=== Problem to work on ===
The whole listing below must be repeated exactly.

=====

use crate::session::CameraSession;

/// Start recording on the camera. Fire-and-forget: the outcome is only logged.
pub fn start_recording(session: &CameraSession) -> Result<String, String> {
    session.start_recording();
    Ok(format!("Start recording issued to {}", session.endpoint().base_url()))
}

/// Stop recording on the camera. Fire-and-forget, like `start_recording`.
pub fn stop_recording(session: &CameraSession) -> Result<String, String> {
    session.stop_recording();
    Ok(format!("Stop recording issued to {}", session.endpoint().base_url()))
}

=====

=== Solution ===
use crate::session::CameraSession;

/// Start recording on the camera. Fire-and-forget: the outcome is only logged.
pub fn start_recording(session: &CameraSession) -> Result<String, String> {
    session.start_recording();
    Ok(format!("Start recording issued to {}", session.endpoint().base_url()))
}

/// Stop recording on the camera. Fire-and-forget, like `start_recording`.
pub fn stop_recording(session: &CameraSession) -> Result<String, String> {
    session.stop_recording();
    Ok(format!("Stop recording issued to {}", session.endpoint().base_url()))
}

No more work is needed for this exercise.